╔══
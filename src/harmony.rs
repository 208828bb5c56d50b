// File: ./src/harmony.rs
//! Harmony classification and palette quality scoring.
//!
//! Both work on arbitrary colors, including ones this crate did not
//! synthesize. Malformed colors are read as black and still classified.

use crate::color_utils::{Hsl, hex_to_hsl};
use crate::model::{HarmonyQuality, HarmonyReport, Palette, QualityIssue, QualityReport};

/// Angular distance between two hues, in `[0, 180]`.
pub fn hue_distance(a: f64, b: f64) -> f64 {
    let d = (a - b).abs() % 360.0;
    if d > 180.0 { 360.0 - d } else { d }
}

fn pairwise_distances(colors: &[Hsl]) -> Vec<f64> {
    let mut out = Vec::with_capacity(3);
    for (i, a) in colors.iter().enumerate() {
        for b in &colors[i + 1..] {
            out.push(hue_distance(a.h, b.h));
        }
    }
    out
}

fn count_where(distances: &[f64], pred: impl Fn(f64) -> bool) -> usize {
    distances.iter().filter(|d| pred(**d)).count()
}

fn spread(values: impl Iterator<Item = f64> + Clone) -> f64 {
    let max = values.clone().fold(f64::MIN, f64::max);
    let min = values.fold(f64::MAX, f64::min);
    max - min
}

/// Classify the harmony of a palette. Rules are checked in priority order
/// and the first match wins; anything left over is "Personalizzato".
pub fn analyze_harmony(primary: &str, secondary: Option<&str>, accent: &str) -> HarmonyReport {
    let mut colors = vec![hex_to_hsl(primary)];
    if let Some(s) = secondary {
        colors.push(hex_to_hsl(s));
    }
    colors.push(hex_to_hsl(accent));

    let distances = pairwise_distances(&colors);

    if distances.iter().all(|d| *d < 30.0) {
        let sat_range = spread(colors.iter().map(|c| c.s));
        let light_range = spread(colors.iter().map(|c| c.l));
        if sat_range > 20.0 && light_range > 30.0 {
            return HarmonyReport::new(
                "Monocromatico Avanzato",
                HarmonyQuality::Excellent,
                "Schema monocromatico con ottimo bilanciamento di saturazione e luminosità",
            );
        }
        return HarmonyReport::new(
            "Monocromatico",
            HarmonyQuality::Good,
            "Palette basata su variazioni di un singolo colore",
        );
    }

    if count_where(&distances, |d| d < 60.0) >= 2 {
        return HarmonyReport::new(
            "Analogo",
            HarmonyQuality::Excellent,
            "Colori adiacenti sulla ruota cromatica - armonia naturale",
        );
    }

    if count_where(&distances, |d| (d - 180.0).abs() < 30.0) >= 1 {
        return HarmonyReport::new(
            "Complementare",
            HarmonyQuality::Excellent,
            "Colori opposti sulla ruota cromatica - contrasto dinamico",
        );
    }

    let is_split = distances.iter().enumerate().any(|(i, wide)| {
        *wide > 150.0
            && *wide < 210.0
            && distances
                .iter()
                .enumerate()
                .any(|(j, narrow)| i != j && *narrow > 30.0 && *narrow < 90.0)
    });
    if is_split {
        return HarmonyReport::new(
            "Split-Complementare",
            HarmonyQuality::Excellent,
            "Variazione sofisticata dello schema complementare",
        );
    }

    if count_where(&distances, |d| (d - 120.0).abs() < 30.0) >= 2 {
        return HarmonyReport::new(
            "Triadico",
            HarmonyQuality::Excellent,
            "Tre colori equidistanti sulla ruota - energia bilanciata",
        );
    }

    HarmonyReport::new(
        "Personalizzato",
        HarmonyQuality::Fair,
        "Schema di colori personalizzato",
    )
}

/// Score arbitrary colors. See [`score_palette`].
pub fn score_colors(primary: &str, secondary: Option<&str>, accent: &str) -> QualityReport {
    let primary = hex_to_hsl(primary);
    let secondary = secondary.map(hex_to_hsl);
    let accent = hex_to_hsl(accent);

    let mut findings = Vec::new();

    if primary.l > 40.0 && primary.l < 80.0 {
        findings.push(QualityIssue::MuddyPrimaryLightness);
    }
    if let Some(s) = secondary
        && s.l > 45.0
        && s.l < 75.0
    {
        findings.push(QualityIssue::WeakSecondaryLightness);
    }
    if accent.s < 40.0 {
        findings.push(QualityIssue::DullAccentSaturation);
    }
    if accent.l < 40.0 || accent.l > 70.0 {
        findings.push(QualityIssue::AccentLightnessOutOfRange);
    }

    let present: Vec<Hsl> = [Some(primary), secondary, Some(accent)]
        .into_iter()
        .flatten()
        .collect();
    let mean_saturation = present.iter().map(|c| c.s).sum::<f64>() / present.len() as f64;
    if mean_saturation < 20.0 {
        findings.push(QualityIssue::LowOverallSaturation);
    }
    if pairwise_distances(&present).iter().all(|d| *d < 15.0) {
        findings.push(QualityIssue::HuesTooSimilar);
    }

    QualityReport::from_findings(findings)
}

/// Score a palette from 0 to 100. Every triggered penalty adds one issue and
/// one recommendation; penalties accumulate.
pub fn score_palette(palette: &Palette) -> QualityReport {
    score_colors(
        palette.primary.as_str(),
        palette.secondary.as_ref().map(|s| s.as_str()),
        palette.accent.as_str(),
    )
}

const CATEGORY_SUGGESTIONS: &[(&str, &str)] = &[
    ("tech", "Consiglia: blu navy + grigio scuro + blu elettrico"),
    ("saas", "Consiglia: indigo + slate + viola"),
    ("beauty", "Consiglia: rosa profondo + viola scuro + fucsia"),
    ("fashion", "Consiglia: nero + burgundy + oro"),
    ("food", "Consiglia: rosso scuro + verde forest + arancione"),
    ("restaurant", "Consiglia: marrone + rosso vinaccia + ambra"),
    ("finance", "Consiglia: blu navy + verde scuro + oro scuro"),
    ("corporate", "Consiglia: grigio scuro + blu professionale + teal"),
    ("health", "Consiglia: verde smeraldo + teal + lime"),
    ("wellness", "Consiglia: verde salvia + blu oceano + menta"),
    ("creative", "Consiglia: viola + arancione + magenta"),
    ("agency", "Consiglia: nero + viola elettrico + rosa neon"),
    ("ecommerce", "Consiglia: grigio antracite + blu + arancione"),
];

/// Human color advice for a category.
pub fn suggestion_for_category(category: &str) -> &'static str {
    let lower = category.to_lowercase();
    CATEGORY_SUGGESTIONS
        .iter()
        .find(|(key, _)| lower.contains(key))
        .map(|(_, advice)| *advice)
        .unwrap_or("Usa schemi complementari o triadici per massimo impatto visivo")
}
╚══
What needs to be done: Restate the listing in full, word for word.

Exercise result:
filename src/harmony.rs
repository 208828bb5c56d50b
// File: ./src/harmony.rs
//! Harmony classification and palette quality scoring.
//!
//! Both work on arbitrary colors, including ones this crate did not
//! synthesize. Malformed colors are read as black and still classified.

use crate::color_utils::{Hsl, hex_to_hsl};
use crate::model::{HarmonyQuality, HarmonyReport, Palette, QualityIssue, QualityReport};

/// Angular distance between two hues, in `[0, 180]`.
pub fn hue_distance(a: f64, b: f64) -> f64 {
    let d = (a - b).abs() % 360.0;
    if d > 180.0 { 360.0 - d } else { d }
}

fn pairwise_distances(colors: &[Hsl]) -> Vec<f64> {
    let mut out = Vec::with_capacity(3);
    for (i, a) in colors.iter().enumerate() {
        for b in &colors[i + 1..] {
            out.push(hue_distance(a.h, b.h));
        }
    }
    out
}

fn count_where(distances: &[f64], pred: impl Fn(f64) -> bool) -> usize {
    distances.iter().filter(|d| pred(**d)).count()
}

fn spread(values: impl Iterator<Item = f64> + Clone) -> f64 {
    let max = values.clone().fold(f64::MIN, f64::max);
    let min = values.fold(f64::MAX, f64::min);
    max - min
}

/// Classify the harmony of a palette. Rules are checked in priority order
/// and the first match wins; anything left over is "Personalizzato".
pub fn analyze_harmony(primary: &str, secondary: Option<&str>, accent: &str) -> HarmonyReport {
    let mut colors = vec![hex_to_hsl(primary)];
    if let Some(s) = secondary {
        colors.push(hex_to_hsl(s));
    }
    colors.push(hex_to_hsl(accent));

    let distances = pairwise_distances(&colors);

    if distances.iter().all(|d| *d < 30.0) {
        let sat_range = spread(colors.iter().map(|c| c.s));
        let light_range = spread(colors.iter().map(|c| c.l));
        if sat_range > 20.0 && light_range > 30.0 {
            return HarmonyReport::new(
                "Monocromatico Avanzato",
                HarmonyQuality::Excellent,
                "Schema monocromatico con ottimo bilanciamento di saturazione e luminosità",
            );
        }
        return HarmonyReport::new(
            "Monocromatico",
            HarmonyQuality::Good,
            "Palette basata su variazioni di un singolo colore",
        );
    }

    if count_where(&distances, |d| d < 60.0) >= 2 {
        return HarmonyReport::new(
            "Analogo",
            HarmonyQuality::Excellent,
            "Colori adiacenti sulla ruota cromatica - armonia naturale",
        );
    }

    if count_where(&distances, |d| (d - 180.0).abs() < 30.0) >= 1 {
        return HarmonyReport::new(
            "Complementare",
            HarmonyQuality::Excellent,
            "Colori opposti sulla ruota cromatica - contrasto dinamico",
        );
    }

    let is_split = distances.iter().enumerate().any(|(i, wide)| {
        *wide > 150.0
            && *wide < 210.0
            && distances
                .iter()
                .enumerate()
                .any(|(j, narrow)| i != j && *narrow > 30.0 && *narrow < 90.0)
    });
    if is_split {
        return HarmonyReport::new(
            "Split-Complementare",
            HarmonyQuality::Excellent,
            "Variazione sofisticata dello schema complementare",
        );
    }

    if count_where(&distances, |d| (d - 120.0).abs() < 30.0) >= 2 {
        return HarmonyReport::new(
            "Triadico",
            HarmonyQuality::Excellent,
            "Tre colori equidistanti sulla ruota - energia bilanciata",
        );
    }

    HarmonyReport::new(
        "Personalizzato",
        HarmonyQuality::Fair,
        "Schema di colori personalizzato",
    )
}

/// Score arbitrary colors. See [`score_palette`].
pub fn score_colors(primary: &str, secondary: Option<&str>, accent: &str) -> QualityReport {
    let primary = hex_to_hsl(primary);
    let secondary = secondary.map(hex_to_hsl);
    let accent = hex_to_hsl(accent);

    let mut findings = Vec::new();

    if primary.l > 40.0 && primary.l < 80.0 {
        findings.push(QualityIssue::MuddyPrimaryLightness);
    }
    if let Some(s) = secondary
        && s.l > 45.0
        && s.l < 75.0
    {
        findings.push(QualityIssue::WeakSecondaryLightness);
    }
    if accent.s < 40.0 {
        findings.push(QualityIssue::DullAccentSaturation);
    }
    if accent.l < 40.0 || accent.l > 70.0 {
        findings.push(QualityIssue::AccentLightnessOutOfRange);
    }

    let present: Vec<Hsl> = [Some(primary), secondary, Some(accent)]
        .into_iter()
        .flatten()
        .collect();
    let mean_saturation = present.iter().map(|c| c.s).sum::<f64>() / present.len() as f64;
    if mean_saturation < 20.0 {
        findings.push(QualityIssue::LowOverallSaturation);
    }
    if pairwise_distances(&present).iter().all(|d| *d < 15.0) {
        findings.push(QualityIssue::HuesTooSimilar);
    }

    QualityReport::from_findings(findings)
}

/// Score a palette from 0 to 100. Every triggered penalty adds one issue and
/// one recommendation; penalties accumulate.
pub fn score_palette(palette: &Palette) -> QualityReport {
    score_colors(
        palette.primary.as_str(),
        palette.secondary.as_ref().map(|s| s.as_str()),
        palette.accent.as_str(),
    )
}

const CATEGORY_SUGGESTIONS: &[(&str, &str)] = &[
    ("tech", "Consiglia: blu navy + grigio scuro + blu elettrico"),
    ("saas", "Consiglia: indigo + slate + viola"),
    ("beauty", "Consiglia: rosa profondo + viola scuro + fucsia"),
    ("fashion", "Consiglia: nero + burgundy + oro"),
    ("food", "Consiglia: rosso scuro + verde forest + arancione"),
    ("restaurant", "Consiglia: marrone + rosso vinaccia + ambra"),
    ("finance", "Consiglia: blu navy + verde scuro + oro scuro"),
    ("corporate", "Consiglia: grigio scuro + blu professionale + teal"),
    ("health", "Consiglia: verde smeraldo + teal + lime"),
    ("wellness", "Consiglia: verde salvia + blu oceano + menta"),
    ("creative", "Consiglia: viola + arancione + magenta"),
    ("agency", "Consiglia: nero + viola elettrico + rosa neon"),
    ("ecommerce", "Consiglia: grigio antracite + blu + arancione"),
];

/// Human color advice for a category.
pub fn suggestion_for_category(category: &str) -> &'static str {
    let lower = category.to_lowercase();
    CATEGORY_SUGGESTIONS
        .iter()
        .find(|(key, _)| lower.contains(key))
        .map(|(_, advice)| *advice)
        .unwrap_or("Usa schemi complementari o triadici per massimo impatto visivo")
}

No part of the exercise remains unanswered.